Antigen presenting cells (APCs), such as macrophages and dendritic cells (CD), express CD155, making them susceptible to poliovirus infection, which leads to the release of pro-inflammatory cytokines. The segmentation of APCs associated with tumors by PVSRIPO can provoke pro-inflammatory stromal effects such as tumor-associated macrophages M1 (TAMs) (18) leading to the production of cytokines/chemokines interactions between the cells and the extracellular matrix (19). Due to the importance of TAMs in the tumor environment, repolarization towards a more pro-inflammatory and antineoplastic phenotype has been an attractive goal in cancer immunotherapy (9). Few events may be as competent in TAM repolarization as viral infection. Thus, PVSRIPO leads to tumor regression mainly by the recruitment of an antineoplastic immune response (3,8).

The investigation of the innate immune response to PVSRIPO in xenotransplantation of mice with breast and prostate cancer indicated short-term viral persistence in infected tumors and significant tumor regression in both models. Nevertheless, tumor xenotransplantation models in nude athymic mice present a number of limitations that should be considered, given the absence of T cells and the unknown efficacy of human IFN in this environment (11).
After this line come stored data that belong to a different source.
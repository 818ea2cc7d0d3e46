//! CLI library components for the reference database validator.

pub mod logging;
pub mod render;
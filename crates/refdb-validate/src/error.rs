use refdb_ingest::IngestError;
use refdb_schema::SchemaError;
use thiserror::Error;

/// Failures that abort a validation run. Data errors never end up here.
#[derive(Debug, Error)]
pub enum ValidateError {
    /// No schema registered for a dataset, or a schema is malformed.
    #[error(transparent)]
    Schema(#[from] SchemaError),

    /// A dataset file could not be loaded.
    #[error(transparent)]
    Ingest(#[from] IngestError),
}

impl ValidateError {
    /// True for setup defects, as opposed to unreadable input files.
    pub fn is_config_error(&self) -> bool {
        matches!(self, Self::Schema(_))
    }
}

pub type Result<T> = std::result::Result<T, ValidateError>;
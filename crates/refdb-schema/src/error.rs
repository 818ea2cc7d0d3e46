#![deny(unsafe_code)]

use thiserror::Error;

/// Schema definition and lookup failures.
///
/// These are configuration errors: they abort a run instead of being
/// reported against individual rows.
#[derive(Debug, Error)]
pub enum SchemaError {
    #[error("\"{name}\" scheme is missing")]
    UnknownDataset { name: String },

    #[error("invalid pattern /{pattern}/: {source}")]
    InvalidPattern {
        pattern: String,
        #[source]
        source: regex::Error,
    },

    #[error("field \"{field}\" is defined twice in the {dataset} schema")]
    DuplicateField { dataset: String, field: String },
}

pub type Result<T> = std::result::Result<T, SchemaError>;
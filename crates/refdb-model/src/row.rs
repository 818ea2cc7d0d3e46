//! Loaded row records.

use serde::{Deserialize, Serialize};

/// Line number of the first data row: line 1 is the header.
pub const FIRST_DATA_LINE: usize = 2;

/// Map a 0-based data row index to the 1-based line it occupies in the file.
pub const fn line_for_index(index: usize) -> usize {
    index + FIRST_DATA_LINE
}

/// A single data row: column name to raw string value, in header order.
///
/// Rows are never mutated once loaded; checks that need a normalized view
/// (such as case-insensitive identifiers) derive it on the side.
#[derive(Debug, Clone, PartialEq, Eq, Serialize, Deserialize)]
pub struct Row {
    index: usize,
    values: Vec<(String, String)>,
}

impl Row {
    /// Create a row at the given 0-based data index.
    pub fn new<I, K, V>(index: usize, values: I) -> Self
    where
        I: IntoIterator<Item = (K, V)>,
        K: Into<String>,
        V: Into<String>,
    {
        Self {
            index,
            values: values
                .into_iter()
                .map(|(key, value)| (key.into(), value.into()))
                .collect(),
        }
    }

    /// 0-based position among the data rows.
    pub fn index(&self) -> usize {
        self.index
    }

    /// 1-based line in the source file (header included).
    pub fn line(&self) -> usize {
        line_for_index(self.index)
    }

    /// Raw value for a column, `None` when the column is absent.
    pub fn get(&self, column: &str) -> Option<&str> {
        self.values
            .iter()
            .find(|(name, _)| name == column)
            .map(|(_, value)| value.as_str())
    }
}
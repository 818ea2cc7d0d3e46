//! Custom predicates used by the built-in schemas.

use chrono::NaiveDate;

use crate::rule::Check;

/// Calendar date written as `YYYY-MM-DD`.
pub const DATE: Check = Check {
    name: "date",
    predicate: iso_date,
};

/// Absolute `http` or `https` URL.
pub const HTTP_URL: Check = Check {
    name: "http_url",
    predicate: http_url,
};

fn iso_date(value: &str) -> Result<(), String> {
    // chrono accepts single-digit months and days, the database does not
    if value.len() == 10 && NaiveDate::parse_from_str(value, "%Y-%m-%d").is_ok() {
        Ok(())
    } else {
        Err("must be a valid date in YYYY-MM-DD format".to_string())
    }
}

fn http_url(value: &str) -> Result<(), String> {
    let rest = value
        .strip_prefix("https://")
        .or_else(|| value.strip_prefix("http://"));
    let valid = match rest {
        Some(rest) => {
            let host = rest.split(['/', '?', '#']).next().unwrap_or_default();
            !host.is_empty() && !rest.chars().any(char::is_whitespace)
        }
        None => false,
    };
    if valid {
        Ok(())
    } else {
        Err("must be a valid uri with a scheme matching the http|https pattern".to_string())
    }
}
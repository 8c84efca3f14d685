use crate::node::Node;

/// Cached height of a subtree, 0 when absent. O(1).
#[inline]
pub fn height<T>(node: Option<&Node<T>>) -> usize {
    node.map_or(0, Node::height)
}

/// Left height minus right height, 0 when absent.
#[inline]
pub fn balance_factor<T>(node: Option<&Node<T>>) -> isize {
    node.map_or(0, Node::balance)
}

/// Left rotation around `x`.
///
/// ```text
///     x                y
///    / \              / \
///   a   y     =>     x   c
///      / \          / \
///     b   c        a   b
/// ```
///
/// Returns the new subtree root. If `x` has no right child there is nothing
/// to rotate and `x` comes back unchanged.
pub fn rotate_left<T>(mut x: Box<Node<T>>) -> Box<Node<T>> {
    let Some(mut y) = x.right.take() else {
        return x;
    };
    x.right = y.left.take();
    // x is now y's child, so its height has to be settled first.
    x.update_height();
    y.left = Some(x);
    y.update_height();
    log::trace!("rotated left, new subtree height {}", y.height);
    y
}

/// Right rotation around `y`; the mirror image of [`rotate_left`].
pub fn rotate_right<T>(mut y: Box<Node<T>>) -> Box<Node<T>> {
    let Some(mut x) = y.left.take() else {
        return y;
    };
    y.left = x.right.take();
    y.update_height();
    x.right = Some(y);
    x.update_height();
    log::trace!("rotated right, new subtree height {}", x.height);
    x
}
use std::cmp::Ordering;

/// Three-way ordering used by every tree operation.
///
/// A comparator must be a strict total order and the same comparator must be
/// used for every call made against one tree. Closures of the shape
/// `Fn(&T, &T) -> Ordering` implement this trait directly.
///
/// ```rust
/// use std::cmp::Ordering;
/// use avl_rs::Comparator;
///
/// let by_len = |a: &&str, b: &&str| a.len().cmp(&b.len());
/// assert_eq!(by_len.compare(&"ab", &"abc"), Ordering::Less);
/// ```
pub trait Comparator<T: ?Sized> {
    fn compare(&self, a: &T, b: &T) -> Ordering;
}

impl<T: ?Sized, F> Comparator<T> for F
where
    F: Fn(&T, &T) -> Ordering,
{
    #[inline]
    fn compare(&self, a: &T, b: &T) -> Ordering {
        self(a, b)
    }
}

/// Orders keys by their [`Ord`] implementation.
///
/// Covers the integer and lexicographic string comparators; `&str` keys
/// compare byte-wise, the same order `strcmp` gives.
#[derive(Clone, Copy, Debug, Default, PartialEq, Eq)]
pub struct NaturalOrder;

impl<T: Ord + ?Sized> Comparator<T> for NaturalOrder {
    #[inline]
    fn compare(&self, a: &T, b: &T) -> Ordering {
        a.cmp(b)
    }
}

/// Flips any comparator, producing descending trees.
#[derive(Clone, Copy, Debug, Default)]
pub struct Reverse<C>(pub C);

impl<T: ?Sized, C: Comparator<T>> Comparator<T> for Reverse<C> {
    #[inline]
    fn compare(&self, a: &T, b: &T) -> Ordering {
        self.0.compare(b, a)
    }
}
Research by Brown et al. (2) on melanoma lines suggested that PVSRIPO deteriorate tumor cells effectively, released tumor antigens, and concomitantly induced the activation of DCs and macrophages. This generated specific immunity against the tumor antigen, and lytic damage to tumor cells, and this potential is based on the non-cytotoxic infection of APCs/DCs. PVSRIPO infection did not produce cytopathogenicity or cell death, but induced type I IFN responses, which stimulate antitumor immunity (2,20).

The most important first line defense of the host against virus infection is the innate antiviral response of IFNs. Type I IFNs are cytokines that stimulate antitumor immunity. Its production by the DCs after the encounter with the pathogen is fundamental for the regulation of the immune responses (2,20). Experiments suggest the existence of a process called cancer immuno-editing, where the system protects the host against oncogenesis and controls the development of tumors by eliminating malignant cells by the immune system, balancing and regulating genetically unstable tumor cells, and immune cells, and prevents the escape of variant neoplastic cells. Type I IFNs act in all of these stages because at least some types of cells produce it. Type I IFNs signal through an IFN alpha and beta receptor (IFNAR1), the alpha form being produced by leukocytes and the beta form by fibroblasts against a viral infection. They induce the infected cell itself to produce proteins that prevent virus replication (2,20).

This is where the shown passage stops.